Problem description →
Which lines of the records contain the word "KernelFunction"? Show each of them.

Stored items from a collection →

┄┄┄┄┄┄┄┄┄┄┄┄┄┄┄┄┄┄┄┄

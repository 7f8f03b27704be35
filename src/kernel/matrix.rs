//! Kernel matrix view over a training set
//!
//! Used by the solver's Q matrices: evaluates K(x_i, x_j) for sample
//! positions, with squared norms cached up front for the RBF kernel.

use crate::core::FeatureVector;
use crate::kernel::{Kernel, KernelFunction};

pub struct KernelMatrix<'a> {
    vectors: Vec<&'a FeatureVector>,
    norms: Option<Vec<f64>>,
    kernel: KernelFunction,
}

impl<'a> KernelMatrix<'a> {
    pub fn new(vectors: Vec<&'a FeatureVector>, kernel: KernelFunction) -> Self {
        let norms = kernel
            .uses_norms()
            .then(|| vectors.iter().map(|x| x.norm_squared()).collect());
        Self {
            vectors,
            norms,
            kernel,
        }
    }

    /// Number of samples
    pub fn len(&self) -> usize {
        self.vectors.len()
    }

    pub fn is_empty(&self) -> bool {
        self.vectors.is_empty()
    }

    /// K(x_i, x_j)
    pub fn eval(&self, i: usize, j: usize) -> f64 {
        match &self.norms {
            Some(norms) => self.kernel.compute_with_norms(
                self.vectors[i],
                self.vectors[j],
                norms[i],
                norms[j],
            ),
            None => self.kernel.compute(self.vectors[i], self.vectors[j]),
        }
    }

    /// Row `i` of the kernel matrix
    pub fn row(&self, i: usize) -> Vec<f64> {
        (0..self.len()).map(|j| self.eval(i, j)).collect()
    }
}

┄┄┄┄┄┄┄┄┄┄┄┄┄┄┄┄┄┄┄┄

Answer to this exercise →
use crate::kernel::{Kernel, KernelFunction};
    kernel: KernelFunction,
    pub fn new(vectors: Vec<&'a FeatureVector>, kernel: KernelFunction) -> Self {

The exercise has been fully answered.